Review by M. Gwyn Morgan

"The period between June 68 and December 69 saw four different men claim the imperial throne, aided by murders, suicides, conspiracies, mutinies, civil war and no small amount of happenstance. Five ancient historians recorded these events, chief among them Tacitus, Suetonius and Plutarch. Since their accounts do not always agree, it falls to their present-day counterparts to adjudicate fact from fiction and history from invention. Morgan (Classics and History/Univ. of Texas, Austin) does an admirably thorough job of guiding his readers through the minutiae of political intrigue and the conflicting chronicles that have come to define the year 69.

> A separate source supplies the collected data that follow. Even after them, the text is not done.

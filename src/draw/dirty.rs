//! Damage accumulated between host repaints.

use crate::util::Rect;

#[derive(Debug, Default)]
enum Damage {
    #[default]
    None,
    Regions(Vec<Rect>),
    /// The whole surface; individual rectangles are not kept
    Full,
}

/// Collects the areas of the surface a host must repaint.
#[derive(Debug, Default)]
pub struct DirtyTracker {
    damage: Damage,
}

impl DirtyTracker {
    pub fn new() -> Self {
        Self::default()
    }

    /// Restores, clears and resizes damage everything.
    pub fn mark_full(&mut self) {
        self.damage = Damage::Full;
    }

    /// Ignored for degenerate rectangles or once the surface is fully damaged.
    pub fn mark_rect(&mut self, rect: Rect) {
        if !rect.is_valid() {
            return;
        }
        match &mut self.damage {
            Damage::Full => {}
            Damage::Regions(regions) => regions.push(rect),
            Damage::None => self.damage = Damage::Regions(vec![rect]),
        }
    }

    pub fn mark_optional_rect(&mut self, rect: Option<Rect>) {
        if let Some(rect) = rect {
            self.mark_rect(rect);
        }
    }

    /// Drains the damage. Full damage comes back as one `width` x `height`
    /// rectangle, or nothing for an unmounted (zero-sized) surface.
    pub fn take_regions(&mut self, width: i32, height: i32) -> Vec<Rect> {
        match std::mem::take(&mut self.damage) {
            Damage::None => Vec::new(),
            Damage::Regions(regions) => regions,
            Damage::Full => {
                if width <= 0 || height <= 0 {
                    return Vec::new();
                }
                Rect::new(0, 0, width, height).into_iter().collect()
            }
        }
    }
}

#[cfg(test)]
mod tests {
    use super::*;

    #[test]
    fn regions_drain_in_order() {
        let mut tracker = DirtyTracker::new();
        let a = Rect::new(0, 0, 4, 4).unwrap();
        let b = Rect::new(10, 10, 2, 6).unwrap();
        tracker.mark_rect(a);
        tracker.mark_optional_rect(None);
        tracker.mark_optional_rect(Some(b));

        assert_eq!(tracker.take_regions(100, 100), vec![a, b]);
        assert!(tracker.take_regions(100, 100).is_empty());
    }

    #[test]
    fn full_damage_swallows_rectangles() {
        let mut tracker = DirtyTracker::new();
        tracker.mark_rect(Rect::new(5, 5, 10, 10).unwrap());
        tracker.mark_full();
        tracker.mark_rect(Rect::new(30, 30, 8, 8).unwrap());

        assert_eq!(
            tracker.take_regions(200, 100),
            vec![Rect::new(0, 0, 200, 100).unwrap()]
        );
    }

    #[test]
    fn full_damage_on_empty_surface_yields_nothing() {
        let mut tracker = DirtyTracker::new();
        tracker.mark_full();
        assert!(tracker.take_regions(0, 0).is_empty());
    }
}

Few details escape his purview: A precise account of the emperor Galba`s incongruously pompous march into Rome is representative of the narrative`s tenor, as is the patient sifting through different versions of the suicide of Galba`s usurper, Otho. In addition to supplying a near-forensic level of detail, the author also considers how contemporary historians have misunderstood their predecessors. Literary conventions shaped the ancient historical method, he argues. Failing to acknowledge this, 20th-century studies of 69 A.D. in general and Tacitus in particular have drawn erroneous conclusions about both the facts of the period and Tacitus` opinion of them. Famous for his curt and epigrammatic style, the senator and orator emerges here not so much as disdainful or obscure but rather as a literary stylist of the first order.

Unfortunately, Morgan`s dedication to fleshing out the ambiguous moments in the lives of Tacitus and others slows the book`s pace considerably. Only scholars and the most diehard Roman aficionados will feel compelled to read it cover to cover.

Informative, but heavy as a sack of Roman coins."